━━━━━ DATA PROVIDED
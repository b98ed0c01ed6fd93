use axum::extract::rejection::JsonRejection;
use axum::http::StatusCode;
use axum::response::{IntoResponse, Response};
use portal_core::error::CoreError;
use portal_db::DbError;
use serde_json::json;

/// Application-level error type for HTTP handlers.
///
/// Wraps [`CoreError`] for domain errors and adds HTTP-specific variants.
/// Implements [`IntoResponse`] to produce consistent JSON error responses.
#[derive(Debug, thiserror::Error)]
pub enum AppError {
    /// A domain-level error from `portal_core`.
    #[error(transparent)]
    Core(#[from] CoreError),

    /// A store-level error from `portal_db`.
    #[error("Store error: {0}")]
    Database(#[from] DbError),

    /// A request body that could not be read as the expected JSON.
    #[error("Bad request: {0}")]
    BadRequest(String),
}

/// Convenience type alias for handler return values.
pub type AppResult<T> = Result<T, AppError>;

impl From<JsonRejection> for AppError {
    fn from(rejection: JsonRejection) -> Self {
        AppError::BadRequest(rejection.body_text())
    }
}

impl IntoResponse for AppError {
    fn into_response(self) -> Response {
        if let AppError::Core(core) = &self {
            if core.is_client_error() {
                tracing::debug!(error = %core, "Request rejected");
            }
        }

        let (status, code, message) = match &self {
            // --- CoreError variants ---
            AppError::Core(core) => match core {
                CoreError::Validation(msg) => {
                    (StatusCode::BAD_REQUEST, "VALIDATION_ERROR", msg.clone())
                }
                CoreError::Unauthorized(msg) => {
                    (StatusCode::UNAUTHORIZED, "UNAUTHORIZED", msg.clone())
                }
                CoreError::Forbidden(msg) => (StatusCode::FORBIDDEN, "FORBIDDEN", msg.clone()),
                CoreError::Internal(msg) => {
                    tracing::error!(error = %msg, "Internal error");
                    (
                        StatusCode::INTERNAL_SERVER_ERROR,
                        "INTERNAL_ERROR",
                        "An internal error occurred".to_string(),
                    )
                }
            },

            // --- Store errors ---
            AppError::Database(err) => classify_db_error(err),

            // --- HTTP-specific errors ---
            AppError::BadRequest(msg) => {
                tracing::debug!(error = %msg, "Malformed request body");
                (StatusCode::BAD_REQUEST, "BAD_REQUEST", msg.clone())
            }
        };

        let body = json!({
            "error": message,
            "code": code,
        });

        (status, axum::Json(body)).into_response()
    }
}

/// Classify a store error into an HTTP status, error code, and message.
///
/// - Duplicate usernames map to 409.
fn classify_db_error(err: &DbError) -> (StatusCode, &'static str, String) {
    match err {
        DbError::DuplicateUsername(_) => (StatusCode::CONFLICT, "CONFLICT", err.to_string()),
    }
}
━━━━━━━━━━
━━━━━ DATA PROVIDED
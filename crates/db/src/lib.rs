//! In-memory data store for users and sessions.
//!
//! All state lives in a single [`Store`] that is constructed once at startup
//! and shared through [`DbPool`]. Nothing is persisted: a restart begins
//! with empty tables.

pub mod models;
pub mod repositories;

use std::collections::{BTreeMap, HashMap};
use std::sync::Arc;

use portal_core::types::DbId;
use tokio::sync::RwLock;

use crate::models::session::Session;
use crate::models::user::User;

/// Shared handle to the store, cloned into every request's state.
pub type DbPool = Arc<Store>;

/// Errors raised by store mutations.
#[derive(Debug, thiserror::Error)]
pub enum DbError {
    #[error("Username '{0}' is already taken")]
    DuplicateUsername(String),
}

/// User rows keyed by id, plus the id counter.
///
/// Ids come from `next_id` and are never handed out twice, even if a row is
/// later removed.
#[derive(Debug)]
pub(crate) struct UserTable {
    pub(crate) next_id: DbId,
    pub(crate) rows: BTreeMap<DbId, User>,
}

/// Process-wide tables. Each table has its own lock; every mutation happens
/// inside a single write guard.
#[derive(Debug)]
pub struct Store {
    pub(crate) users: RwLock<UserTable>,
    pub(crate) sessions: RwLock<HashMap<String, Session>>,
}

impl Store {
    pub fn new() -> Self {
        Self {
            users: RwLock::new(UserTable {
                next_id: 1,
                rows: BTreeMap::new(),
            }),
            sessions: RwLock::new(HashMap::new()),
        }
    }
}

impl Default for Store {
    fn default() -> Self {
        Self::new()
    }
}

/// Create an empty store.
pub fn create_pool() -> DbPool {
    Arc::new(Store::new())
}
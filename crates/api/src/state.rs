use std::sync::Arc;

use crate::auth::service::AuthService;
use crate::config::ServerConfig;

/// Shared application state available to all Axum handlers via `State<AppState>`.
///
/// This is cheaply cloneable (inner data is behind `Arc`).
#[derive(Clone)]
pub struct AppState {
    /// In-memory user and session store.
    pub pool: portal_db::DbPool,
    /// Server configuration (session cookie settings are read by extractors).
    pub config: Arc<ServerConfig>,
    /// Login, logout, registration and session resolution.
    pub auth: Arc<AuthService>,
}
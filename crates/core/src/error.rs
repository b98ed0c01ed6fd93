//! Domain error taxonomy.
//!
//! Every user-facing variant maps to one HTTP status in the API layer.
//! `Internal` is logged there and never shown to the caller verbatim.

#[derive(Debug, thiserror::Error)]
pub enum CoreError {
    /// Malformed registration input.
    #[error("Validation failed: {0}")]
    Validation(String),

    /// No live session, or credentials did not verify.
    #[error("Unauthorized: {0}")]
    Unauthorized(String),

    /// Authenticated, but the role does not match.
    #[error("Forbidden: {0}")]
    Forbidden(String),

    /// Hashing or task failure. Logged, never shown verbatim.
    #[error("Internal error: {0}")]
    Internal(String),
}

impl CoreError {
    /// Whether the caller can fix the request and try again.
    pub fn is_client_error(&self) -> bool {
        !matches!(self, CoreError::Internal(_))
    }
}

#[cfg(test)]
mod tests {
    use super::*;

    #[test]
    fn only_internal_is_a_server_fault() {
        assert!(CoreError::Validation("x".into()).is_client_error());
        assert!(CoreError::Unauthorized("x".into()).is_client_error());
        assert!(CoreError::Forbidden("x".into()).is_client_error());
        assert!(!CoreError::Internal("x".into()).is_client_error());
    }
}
━━━━━━━━━━
- YOUR ASSIGNMENT -
Taking the line with "impl Default for" as the first and the line with "and session store." as the last, retype that stretch of the data above exactly, with no other lines.

- ANSWER TO THE PROBLEM -
impl Default for Store {
    fn default() -> Self {
        Self::new()
    }
}

/// Create an empty store.
pub fn create_pool() -> DbPool {
    Arc::new(Store::new())
}
filename crates/api/src/state.rs
use std::sync::Arc;

use crate::auth::service::AuthService;
use crate::config::ServerConfig;

/// Shared application state available to all Axum handlers via `State<AppState>`.
///
/// This is cheaply cloneable (inner data is behind `Arc`).
#[derive(Clone)]
pub struct AppState {
    /// In-memory user and session store.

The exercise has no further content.